Fall 2026
TTh 11:35am-12:50pm
Instructor: Shiva Sai Ram Urella
This course introduces students to the vast and varied world of the Purāṇas, a genre that has shaped Hindu thought, practice, and imagination for over a millennium. Encompassing cosmology, genealogy, theology, ritual performances, and narrative art, the Purāṇas defy easy classification. They have been written, recited, performed, painted, danced, engraved, sung, and translated across languages, regions, and centuries—and they continue to be living texts in contemporary South Asia. Through a combination of primary sources in translation and scholarly analyses, we examine how Purāṇic narratives construct worlds: how they organize time and space, articulate notions of power, imagine the nature of the divine, conceptualize distinct devotional theologies, advertise pilgrimages, and negotiate questions of gender, caste, and regional belonging.
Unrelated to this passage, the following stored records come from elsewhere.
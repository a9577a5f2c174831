//! Address/port codec for SOCKS5 endpoints
//!
//! Encodes and decodes the address-type-tagged endpoint format shared by
//! command requests, UDP envelopes and replies: a one-byte tag (IPv4=1,
//! Domain=3, IPv6=4), the address bytes, then a big-endian port.

use crate::error::{ensure_len, CodecError};
use crate::socks5::consts::*;
use anyhow::{Context, Result};
use std::fmt;
use std::net::{IpAddr, Ipv4Addr, Ipv6Addr, SocketAddr};

/// A SOCKS5 endpoint: an IP socket address or an unresolved domain name.
#[derive(Debug, Clone, PartialEq, Eq)]
pub enum Endpoint {
    /// IP address with port
    Ip(SocketAddr),
    /// Domain name with port, not yet resolved
    Domain(String, u16),
}

impl Endpoint {
    /// Create an endpoint from an IPv4 address and port.
    pub fn ipv4(ip: Ipv4Addr, port: u16) -> Self {
        Endpoint::Ip(SocketAddr::new(IpAddr::V4(ip), port))
    }

    /// Create an endpoint from an IPv6 address and port.
    pub fn ipv6(ip: Ipv6Addr, port: u16) -> Self {
        Endpoint::Ip(SocketAddr::new(IpAddr::V6(ip), port))
    }

    /// Create an endpoint from a domain name and port.
    pub fn domain(domain: String, port: u16) -> Self {
        Endpoint::Domain(domain, port)
    }

    /// Get the port number.
    pub fn port(&self) -> u16 {
        match self {
            Endpoint::Ip(addr) => addr.port(),
            Endpoint::Domain(_, port) => *port,
        }
    }

    /// Raw address octets: 4 bytes for IPv4, 16 for IPv6, empty for domains.
    pub fn address_octets(&self) -> Vec<u8> {
        match self {
            Endpoint::Ip(SocketAddr::V4(addr)) => addr.ip().octets().to_vec(),
            Endpoint::Ip(SocketAddr::V6(addr)) => addr.ip().octets().to_vec(),
            Endpoint::Domain(_, _) => Vec::new(),
        }
    }

    /// The SOCKS5 address-type tag for this endpoint.
    pub fn addr_type(&self) -> u8 {
        match self {
            Endpoint::Ip(SocketAddr::V4(_)) => SOCKS5_ADDR_TYPE_IPV4,
            Endpoint::Ip(SocketAddr::V6(_)) => SOCKS5_ADDR_TYPE_IPV6,
            Endpoint::Domain(_, _) => SOCKS5_ADDR_TYPE_DOMAIN,
        }
    }

    /// Resolve the endpoint to a socket address.
    ///
    /// IP endpoints return immediately; domains go through DNS.
    pub async fn resolve(&self) -> Result<SocketAddr> {
        match self {
            Endpoint::Ip(addr) => Ok(*addr),
            Endpoint::Domain(domain, port) => {
                let addr_str = format!("{}:{}", domain, port);
                let resolved = tokio::net::lookup_host(&addr_str)
                    .await
                    .with_context(|| format!("Failed to resolve domain: {}", domain))?
                    .next()
                    .with_context(|| format!("No addresses found for domain: {}", domain))?;
                Ok(resolved)
            }
        }
    }
}

impl fmt::Display for Endpoint {
    fn fmt(&self, f: &mut fmt::Formatter<'_>) -> fmt::Result {
        match self {
            Endpoint::Ip(addr) => write!(f, "{}", addr),
            Endpoint::Domain(domain, port) => write!(f, "{}:{}", domain, port),
        }
    }
}

/// Synchronous resolver for domain-typed endpoints.
///
/// The parse pipeline never suspends, so plugins that must resolve a domain
/// before firewall evaluation go through this seam instead of async DNS.
pub trait DomainResolver: Send + Sync {
    /// Resolve `domain` to an IP address, or fail with
    /// [`CodecError::DomainResolutionFailed`].
    fn resolve(&self, domain: &str, port: u16) -> Result<SocketAddr, CodecError>;
}

/// Resolver backed by the operating system's blocking lookup.
#[derive(Debug, Default, Clone, Copy)]
pub struct SystemResolver;

impl DomainResolver for SystemResolver {
    fn resolve(&self, domain: &str, port: u16) -> Result<SocketAddr, CodecError> {
        use std::net::ToSocketAddrs;

        (domain, port)
            .to_socket_addrs()
            .map_err(|e| CodecError::DomainResolutionFailed(format!("{}: {}", domain, e)))?
            .next()
            .ok_or_else(|| {
                CodecError::DomainResolutionFailed(format!("no addresses for {}", domain))
            })
    }
}

/// Decode a tagged endpoint from the front of `buf`.
///
/// Returns the endpoint and the number of bytes consumed. Domain endpoints
/// are returned unresolved; the caller decides when and how to resolve them.
pub fn decode_endpoint(buf: &[u8]) -> Result<(Endpoint, usize), CodecError> {
    ensure_len(buf, 1)?;

    match buf[0] {
        SOCKS5_ADDR_TYPE_IPV4 => {
            ensure_len(buf, 1 + 4 + 2)?;
            let mut octets = [0u8; 4];
            octets.copy_from_slice(&buf[1..5]);
            let port = u16::from_be_bytes([buf[5], buf[6]]);
            Ok((Endpoint::ipv4(Ipv4Addr::from(octets), port), 7))
        }

        SOCKS5_ADDR_TYPE_DOMAIN => {
            ensure_len(buf, 2)?;
            let len = buf[1] as usize;
            ensure_len(buf, 2 + len + 2)?;
            let domain = std::str::from_utf8(&buf[2..2 + len])
                .map_err(|_| CodecError::MalformedAddress(SOCKS5_ADDR_TYPE_DOMAIN))?
                .to_string();
            let port = u16::from_be_bytes([buf[2 + len], buf[2 + len + 1]]);
            Ok((Endpoint::domain(domain, port), 2 + len + 2))
        }

        SOCKS5_ADDR_TYPE_IPV6 => {
            ensure_len(buf, 1 + 16 + 2)?;
            let mut octets = [0u8; 16];
            octets.copy_from_slice(&buf[1..17]);
            let port = u16::from_be_bytes([buf[17], buf[18]]);
            Ok((Endpoint::ipv6(Ipv6Addr::from(octets), port), 19))
        }

        other => Err(CodecError::MalformedAddress(other)),
    }
}

/// Encode an endpoint as tag + address + big-endian port.
///
/// Replies only ever carry IP addresses, but domain encoding is kept for
/// symmetry with the decoder.
pub fn encode_endpoint(endpoint: &Endpoint) -> Vec<u8> {
    let mut bytes = Vec::new();
    bytes.push(endpoint.addr_type());

    match endpoint {
        Endpoint::Ip(SocketAddr::V4(addr)) => {
            bytes.extend_from_slice(&addr.ip().octets());
        }
        Endpoint::Ip(SocketAddr::V6(addr)) => {
            bytes.extend_from_slice(&addr.ip().octets());
        }
        Endpoint::Domain(domain, _) => {
            bytes.push(domain.len() as u8);
            bytes.extend_from_slice(domain.as_bytes());
        }
    }

    bytes.extend_from_slice(&endpoint.port().to_be_bytes());
    bytes
}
We move between Sanskrit, Telugu, Tamil, Bengali, Kannada, and Marathi contexts and attend to the material and performative lives of these texts as scroll paintings, temple myths, oral performances, manuscripts, and ritual repertoires that informed lived religious contexts. The course asks not only what the Purāṇas are but also how they have been used, by whom, and to what ends they have been mobilized in both pre-modern and modern times.